Pro - Poor Land Reform: A Critique
Highly original analysis of the Philippine land reform experience
What they say about the book:
Those who read this book will have to look at other land reform experiences with fresh eyes.
- Cristóbal Kay, Professor of Rural Development and Development Studies, Institute of Social Studies, The Hague
This book sheds new light on the political economy of land reform by presenting a highly original analysis of the Philippine experience. Borras’s research strategy weaves together an unusually balanced synthesis of significant empirical research with sophisticated theory.
Taking on a case that has been widely seen more through ideological than through scholarly lenses, the author first shows that much more land reform was accomplished than is widely assumed, and then shows how this came about. This involves both very serious original data analysis, to establish the unexpected outcome, and nuanced political analysis, to explain how and why substantially more land was redistributed than was expected. The findings effectively demolish much of the conventional wisdom. Methodologically, the combination of national level data and political analysis with such a wealth of local cases is especially compelling.
The study combines extraordinary insider analysis of peasant movement politics with an unusually clear-eyed, distanced view and a refreshing willingness to specify mistakes and misperceptions. Stepping back to the big picture, the author is especially good at tackling the central analytical problem — how to disentangle and account for both the limits of and possibilities for redistributive reform.
The book makes an original contribution that is broadly relevant to both scholars and practitioners in development studies — especially those interested in how to carry out anti-poverty reforms under nascent elected regimes. In terms of the study of land reform, the book is broadly cast in terms of cutting edge cross-national international policy and analytical debates.
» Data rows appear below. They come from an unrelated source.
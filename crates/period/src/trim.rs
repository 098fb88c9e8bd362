//! Partial-term trimming policy.

use std::fmt;

use serde::{Deserialize, Serialize};

/// Which partially covered terms to drop from a term range request.
///
/// A term is partial at the leading edge when it starts before the requested
/// start date, and at the trailing edge when it has not closed by the
/// requested end date.
#[derive(Debug, Clone, Copy, Default, PartialEq, Eq, Hash, Serialize, Deserialize)]
pub struct TrimPolicy {
    /// Drop a leading term that began before the requested start.
    #[serde(default)]
    pub leading: bool,
    /// Drop a trailing term that has not closed by the requested end.
    #[serde(default)]
    pub trailing: bool,
}

impl TrimPolicy {
    /// Keep partial terms at both edges.
    pub const NONE: Self = Self {
        leading: false,
        trailing: false,
    };

    /// Drop partial terms at both edges.
    pub const BOTH: Self = Self {
        leading: true,
        trailing: true,
    };

    /// Creates a policy from the two edge flags.
    pub const fn new(leading: bool, trailing: bool) -> Self {
        Self { leading, trailing }
    }

    /// Drop only the leading partial term.
    pub const fn leading() -> Self {
        Self::new(true, false)
    }

    /// Drop only the trailing partial term.
    pub const fn trailing() -> Self {
        Self::new(false, true)
    }
}

impl fmt::Display for TrimPolicy {
    fn fmt(&self, f: &mut fmt::Formatter<'_>) -> fmt::Result {
        let text = match (self.leading, self.trailing) {
            (false, false) => "no trim",
            (true, false) => "leading trim",
            (false, true) => "trailing trim",
            (true, true) => "leading and trailing trim",
        };
        f.write_str(text)
    }
}

#[cfg(test)]
mod tests {
    use super::*;

    #[test]
    fn constructors() {
        assert_eq!(TrimPolicy::default(), TrimPolicy::NONE);
        assert_eq!(TrimPolicy::new(true, true), TrimPolicy::BOTH);
        assert_eq!(TrimPolicy::leading(), TrimPolicy::new(true, false));
        assert_eq!(TrimPolicy::trailing(), TrimPolicy::new(false, true));
    }

    #[test]
    fn display() {
        assert_eq!(TrimPolicy::NONE.to_string(), "no trim");
        assert_eq!(TrimPolicy::leading().to_string(), "leading trim");
        assert_eq!(TrimPolicy::trailing().to_string(), "trailing trim");
        assert_eq!(TrimPolicy::BOTH.to_string(), "leading and trailing trim");
    }
}
//! Boundaries command: list term start and end dates for an interval.

use anyhow::{Context, Result};
use kalends_period::{PeriodCalculatorExt, PeriodError, PeriodRegistry};
use tracing::{info, info_span};

use crate::cli::IntervalArgs;
use crate::config::KalendsConfig;
use crate::output::{BoundariesReport, Render};

/// Run the boundaries command.
pub fn run(args: IntervalArgs, config: &KalendsConfig) -> Result<()> {
    let _cmd = info_span!("boundaries").entered();
    let period = config.period_kind(args.period)?;
    let trim = config.trim_policy(args.trim_leading, args.trim_trailing);
    let registry = PeriodRegistry::new();
    let calc = registry.get_provider(period)?;

    if args.start > args.end {
        return Err(PeriodError::InvalidRange {
            start: args.start,
            end: args.end,
        }
        .into());
    }
    let starts = calc
        .starting_dates(args.start, args.end, trim.leading)
        .with_context(|| format!("failed to walk {period} start boundaries"))?;
    let ends = calc
        .ending_dates(args.start, args.end, trim.trailing)
        .with_context(|| format!("failed to walk {period} end boundaries"))?;
    info!(n_starts = starts.len(), n_ends = ends.len(), "collected boundaries");

    let report = BoundariesReport {
        period,
        trim,
        starts: starts.into_iter().collect(),
        ends: ends.into_iter().collect(),
    };
    print!("{}", report.render(config.output_format(args.format))?);
    Ok(())
}
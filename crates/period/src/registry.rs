//! Lookup from period kind to calculator.

use std::collections::BTreeMap;
use std::fmt;

use tracing::debug;

use crate::calculator::PeriodCalculator;
use crate::day::DayCalculator;
use crate::error::PeriodError;
use crate::kind::PeriodKind;
use crate::month::MonthCalculator;
use crate::quarter::QuarterCalculator;
use crate::week::WeekCalculator;
use crate::year::YearCalculator;

/// An immutable table of period calculators keyed by [`PeriodKind`].
///
/// The table is assembled by value ([`PeriodRegistry::new`] or
/// [`PeriodRegistry::empty`] followed by [`PeriodRegistry::with`]) and is
/// read-only once shared. It is `Send + Sync` and needs no locking.
///
/// # Example
///
/// ```
/// use chrono::NaiveDate;
/// use kalends_period::{PeriodCalculatorExt, PeriodKind, PeriodRegistry};
///
/// let registry = PeriodRegistry::new();
/// let quarter = registry.get_provider(PeriodKind::Quarter).unwrap();
/// let date = NaiveDate::from_ymd_opt(2024, 5, 15).unwrap();
/// assert_eq!(quarter.end_of_current(date).unwrap(), NaiveDate::from_ymd_opt(2024, 6, 30).unwrap());
/// ```
pub struct PeriodRegistry {
    providers: BTreeMap<PeriodKind, Box<dyn PeriodCalculator>>,
}

impl PeriodRegistry {
    /// Creates a registry with the built-in calculator for every [`PeriodKind`].
    pub fn new() -> Self {
        Self::empty()
            .with(PeriodKind::Day, DayCalculator)
            .with(PeriodKind::Week, WeekCalculator)
            .with(PeriodKind::Month, MonthCalculator)
            .with(PeriodKind::Quarter, QuarterCalculator)
            .with(PeriodKind::Year, YearCalculator)
    }

    /// Creates a registry with no calculators.
    pub fn empty() -> Self {
        Self {
            providers: BTreeMap::new(),
        }
    }

    /// Registers `calculator` for `kind`, replacing any previous entry.
    pub fn with<C: PeriodCalculator + 'static>(mut self, kind: PeriodKind, calculator: C) -> Self {
        if self.providers.insert(kind, Box::new(calculator)).is_some() {
            debug!(%kind, "replaced registered period calculator");
        }
        self
    }

    /// Returns the calculator registered for `kind`.
    ///
    /// # Errors
    ///
    /// Returns [`PeriodError::NotImplemented`] if no calculator is registered.
    pub fn get_provider(&self, kind: PeriodKind) -> Result<&dyn PeriodCalculator, PeriodError> {
        self.providers
            .get(&kind)
            .map(|provider| &**provider)
            .ok_or(PeriodError::NotImplemented { kind })
    }

    /// Returns the registered kinds, finest first.
    pub fn kinds(&self) -> impl Iterator<Item = PeriodKind> + '_ {
        self.providers.keys().copied()
    }

    /// Returns the number of registered calculators.
    pub fn len(&self) -> usize {
        self.providers.len()
    }

    /// Returns `true` if no calculator is registered.
    pub fn is_empty(&self) -> bool {
        self.providers.is_empty()
    }
}

impl Default for PeriodRegistry {
    fn default() -> Self {
        Self::new()
    }
}

impl fmt::Debug for PeriodRegistry {
    fn fmt(&self, f: &mut fmt::Formatter<'_>) -> fmt::Result {
        f.debug_struct("PeriodRegistry")
            .field("kinds", &self.kinds().collect::<Vec<_>>())
            .finish()
    }
}

#[cfg(test)]
mod tests {
    use super::*;
    use crate::calculator::PeriodCalculatorExt;
    use chrono::NaiveDate;

    fn d(y: i32, m: u32, day: u32) -> NaiveDate {
        NaiveDate::from_ymd_opt(y, m, day).unwrap()
    }

    #[test]
    fn default_registers_every_kind() {
        let registry = PeriodRegistry::default();
        assert_eq!(registry.len(), 5);
        assert_eq!(registry.kinds().collect::<Vec<_>>(), PeriodKind::ALL.to_vec());
        for kind in PeriodKind::ALL {
            assert!(registry.get_provider(kind).is_ok(), "{kind} missing");
        }
    }

    #[test]
    fn providers_match_their_kind() {
        let registry = PeriodRegistry::new();
        let date = d(2024, 5, 15);
        let expected = [
            (PeriodKind::Day, d(2024, 5, 15)),
            (PeriodKind::Week, d(2024, 5, 18)),
            (PeriodKind::Month, d(2024, 5, 31)),
            (PeriodKind::Quarter, d(2024, 6, 30)),
            (PeriodKind::Year, d(2024, 12, 31)),
        ];
        for (kind, end) in expected {
            let provider = registry.get_provider(kind).unwrap();
            assert_eq!(provider.end_of_current(date).unwrap(), end, "{kind}");
        }
    }

    #[test]
    fn empty_registry_is_not_implemented() {
        let registry = PeriodRegistry::empty();
        assert!(registry.is_empty());
        assert_eq!(
            registry.get_provider(PeriodKind::Week).unwrap_err(),
            PeriodError::NotImplemented {
                kind: PeriodKind::Week
            }
        );
    }

    #[test]
    fn with_replaces_existing_entry() {
        let registry = PeriodRegistry::empty()
            .with(PeriodKind::Month, DayCalculator)
            .with(PeriodKind::Month, MonthCalculator);
        assert_eq!(registry.len(), 1);
        let month = registry.get_provider(PeriodKind::Month).unwrap();
        assert_eq!(month.start_of_current(d(2024, 5, 15)).unwrap(), d(2024, 5, 1));
    }

    #[test]
    fn debug_lists_kinds() {
        let registry = PeriodRegistry::empty().with(PeriodKind::Year, YearCalculator);
        assert_eq!(format!("{registry:?}"), "PeriodRegistry { kinds: [Year] }");
    }

    #[test]
    fn registry_is_send_and_sync() {
        fn assert_impl<T: Send + Sync>() {}
        assert_impl::<PeriodRegistry>();
    }
}
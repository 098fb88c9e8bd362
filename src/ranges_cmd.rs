//! Ranges command: list the terms covering an interval.

use anyhow::{Context, Result};
use kalends_period::{PeriodCalculatorExt, PeriodRegistry};
use tracing::{info, info_span};

use crate::cli::IntervalArgs;
use crate::config::KalendsConfig;
use crate::output::{RangesReport, Render};

/// Run the ranges command.
pub fn run(args: IntervalArgs, config: &KalendsConfig) -> Result<()> {
    let _cmd = info_span!("ranges").entered();
    let report = build_report(&args, config, &PeriodRegistry::new())?;
    info!(n_ranges = report.ranges.len(), "computed term ranges");
    print!("{}", report.render(config.output_format(args.format))?);
    Ok(())
}

fn build_report(
    args: &IntervalArgs,
    config: &KalendsConfig,
    registry: &PeriodRegistry,
) -> Result<RangesReport> {
    let period = config.period_kind(args.period)?;
    let trim = config.trim_policy(args.trim_leading, args.trim_trailing);
    let calc = registry.get_provider(period)?;
    let ranges = calc
        .term_ranges(args.start, args.end, trim)
        .with_context(|| format!("failed to build {period} ranges"))?;
    Ok(RangesReport {
        period,
        trim,
        ranges,
    })
}

#[cfg(test)]
mod tests {
    use super::*;
    use chrono::NaiveDate;
    use kalends_period::{PeriodError, PeriodKind, TrimPolicy};

    fn d(y: i32, m: u32, day: u32) -> NaiveDate {
        NaiveDate::from_ymd_opt(y, m, day).unwrap()
    }

    fn args(period: Option<PeriodKind>, start: NaiveDate, end: NaiveDate) -> IntervalArgs {
        IntervalArgs {
            period,
            start,
            end,
            trim_leading: None,
            trim_trailing: None,
            format: None,
        }
    }

    #[test]
    fn uses_config_defaults() {
        let config = KalendsConfig::default();
        let report = build_report(
            &args(None, d(2025, 1, 15), d(2025, 4, 10)),
            &config,
            &PeriodRegistry::new(),
        )
        .unwrap();
        assert_eq!(report.period, PeriodKind::Month);
        assert_eq!(report.trim, TrimPolicy::NONE);
        assert_eq!(report.ranges.len(), 4);
    }

    #[test]
    fn flags_override_config() {
        let mut a = args(Some(PeriodKind::Quarter), d(2024, 2, 15), d(2024, 10, 10));
        a.trim_leading = Some(true);
        a.trim_trailing = Some(true);
        let report = build_report(&a, &KalendsConfig::default(), &PeriodRegistry::new()).unwrap();
        assert_eq!(report.ranges.len(), 2);
    }

    #[test]
    fn inverted_interval_keeps_source_error() {
        let err = build_report(
            &args(None, d(2025, 2, 1), d(2025, 1, 1)),
            &KalendsConfig::default(),
            &PeriodRegistry::new(),
        )
        .unwrap_err();
        assert!(matches!(
            err.downcast_ref::<PeriodError>(),
            Some(PeriodError::InvalidRange { .. })
        ));
    }

    #[test]
    fn missing_provider_is_reported() {
        let err = build_report(
            &args(Some(PeriodKind::Week), d(2025, 1, 1), d(2025, 2, 1)),
            &KalendsConfig::default(),
            &PeriodRegistry::empty(),
        )
        .unwrap_err();
        assert_eq!(err.to_string(), "period provider 'week' is not implemented");
    }
}
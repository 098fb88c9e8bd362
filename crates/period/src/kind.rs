//! Period kind tags.

use std::fmt;
use std::str::FromStr;

use serde::{Deserialize, Serialize};

use crate::error::PeriodError;

/// The calendar granularity a calculator implements.
#[derive(Debug, Clone, Copy, PartialEq, Eq, PartialOrd, Ord, Hash, Serialize, Deserialize)]
#[serde(rename_all = "lowercase")]
pub enum PeriodKind {
    /// A single calendar day.
    Day,
    /// A Sunday-anchored seven-day week.
    Week,
    /// A calendar month.
    Month,
    /// A three-month quarter starting in January, April, July or October.
    Quarter,
    /// A calendar year.
    Year,
}

impl PeriodKind {
    /// Every period kind, from finest to coarsest.
    pub const ALL: [PeriodKind; 5] = [
        PeriodKind::Day,
        PeriodKind::Week,
        PeriodKind::Month,
        PeriodKind::Quarter,
        PeriodKind::Year,
    ];

    /// Returns the lowercase name of this kind.
    pub fn name(self) -> &'static str {
        match self {
            PeriodKind::Day => "day",
            PeriodKind::Week => "week",
            PeriodKind::Month => "month",
            PeriodKind::Quarter => "quarter",
            PeriodKind::Year => "year",
        }
    }
}

impl fmt::Display for PeriodKind {
    fn fmt(&self, f: &mut fmt::Formatter<'_>) -> fmt::Result {
        f.write_str(self.name())
    }
}

impl FromStr for PeriodKind {
    type Err = PeriodError;

    /// Parses a kind name or one of the usual date-part abbreviations
    /// (`d`, `dd`, `wk`, `ww`, `m`, `mm`, `q`, `qq`, `yy`, `yyyy`), ignoring case.
    fn from_str(s: &str) -> Result<Self, Self::Err> {
        match s.trim().to_ascii_lowercase().as_str() {
            "day" | "d" | "dd" => Ok(PeriodKind::Day),
            "week" | "w" | "wk" | "ww" => Ok(PeriodKind::Week),
            "month" | "m" | "mm" => Ok(PeriodKind::Month),
            "quarter" | "q" | "qq" => Ok(PeriodKind::Quarter),
            "year" | "y" | "yy" | "yyyy" => Ok(PeriodKind::Year),
            _ => Err(PeriodError::UnknownPeriodKind {
                name: s.to_string(),
            }),
        }
    }
}
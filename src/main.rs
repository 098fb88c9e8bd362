mod boundaries_cmd;
mod cli;
mod config;
mod logging;
mod output;
mod period_cmd;
mod ranges_cmd;

use std::process;

use anyhow::Result;
use clap::Parser;

use crate::cli::{Cli, Command};

fn main() {
    let cli = Cli::parse();
    logging::init(cli.verbose);

    if let Err(e) = run(cli) {
        eprintln!("Error: {e:#}");
        process::exit(1);
    }
}

fn run(cli: Cli) -> Result<()> {
    let config = config::load(cli.config.as_deref())?;
    match cli.command {
        Command::Ranges(args) => ranges_cmd::run(args, &config),
        Command::Boundaries(args) => boundaries_cmd::run(args, &config),
        Command::Period(args) => period_cmd::run(args, &config),
    }
}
As a result, its resonance will not be limited to those scholars interested in the Philippines — the book addresses intellectual and political puzzles that cut across different regions of the world.
- Jonathan Fox, Professor of Social Sciences, University of California, Santa Cruz
This book is an important, engaging and provocative contribution to the land reform literature. It combines re-thinking of key concepts and debates on redistributive land reform with skilful case analysis of reform implementation processes. For these the author has been able to use his personal experiences and contacts, as both front-line reform activist and adviser to the land reform bureaucracy, to obtain insider information which would not have been available to most researchers.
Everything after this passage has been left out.